Every entry below is to be retyped exactly as it stands.
- - - - -
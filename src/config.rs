//! Dev server configuration.
//!
//! Defaults, overridden by an optional `elbebe.toml` in the project root,
//! overridden by command-line flags.

use std::path::Path;

use serde::Deserialize;

use crate::error::ConfigError;
use crate::sandbox::SandboxConfig;

pub const CONFIG_FILE: &str = "elbebe.toml";

#[derive(Debug, Clone, PartialEq, Eq, Deserialize)]
#[serde(default, deny_unknown_fields)]
pub struct DevConfig {
    pub host: String,
    pub port: u16,
    pub render: SandboxConfig,
}

impl Default for DevConfig {
    fn default() -> Self {
        Self {
            host: "127.0.0.1".to_string(),
            port: 3000,
            render: SandboxConfig::default(),
        }
    }
}

impl DevConfig {
    pub fn from_toml(text: &str) -> Result<Self, toml::de::Error> {
        toml::from_str(text)
    }

    /// Load `path`. A missing file is not an error when `required` is false.
    pub fn load(path: &Path, required: bool) -> Result<Self, ConfigError> {
        let text = match std::fs::read_to_string(path) {
            Ok(text) => text,
            Err(e) if e.kind() == std::io::ErrorKind::NotFound && !required => {
                return Ok(Self::default());
            }
            Err(source) => {
                return Err(ConfigError::Read {
                    path: path.to_path_buf(),
                    source,
                })
            }
        };

        let config = Self::from_toml(&text).map_err(|source| ConfigError::Parse {
            path: path.to_path_buf(),
            source,
        })?;
        tracing::debug!(path = %path.display(), "Loaded config");
        Ok(config)
    }
}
- - - - -
_RESULT OF THE EXERCISE:_
filename src/config.rs
//! Dev server configuration.
//!
//! Defaults, overridden by an optional `elbebe.toml` in the project root,
//! overridden by command-line flags.

use std::path::Path;

use serde::Deserialize;

use crate::error::ConfigError;
use crate::sandbox::SandboxConfig;

pub const CONFIG_FILE: &str = "elbebe.toml";

#[derive(Debug, Clone, PartialEq, Eq, Deserialize)]
#[serde(default, deny_unknown_fields)]
pub struct DevConfig {
    pub host: String,
    pub port: u16,
    pub render: SandboxConfig,
}

impl Default for DevConfig {
    fn default() -> Self {
        Self {
            host: "127.0.0.1".to_string(),
            port: 3000,
            render: SandboxConfig::default(),
        }
    }
}

impl DevConfig {
    pub fn from_toml(text: &str) -> Result<Self, toml::de::Error> {
        toml::from_str(text)
    }

    /// Load `path`. A missing file is not an error when `required` is false.
    pub fn load(path: &Path, required: bool) -> Result<Self, ConfigError> {
        let text = match std::fs::read_to_string(path) {
            Ok(text) => text,
            Err(e) if e.kind() == std::io::ErrorKind::NotFound && !required => {
                return Ok(Self::default());
            }
            Err(source) => {
                return Err(ConfigError::Read {
                    path: path.to_path_buf(),
                    source,
                })
            }
        };

        let config = Self::from_toml(&text).map_err(|source| ConfigError::Parse {
            path: path.to_path_buf(),
            source,
        })?;
        tracing::debug!(path = %path.display(), "Loaded config");
        Ok(config)
    }
}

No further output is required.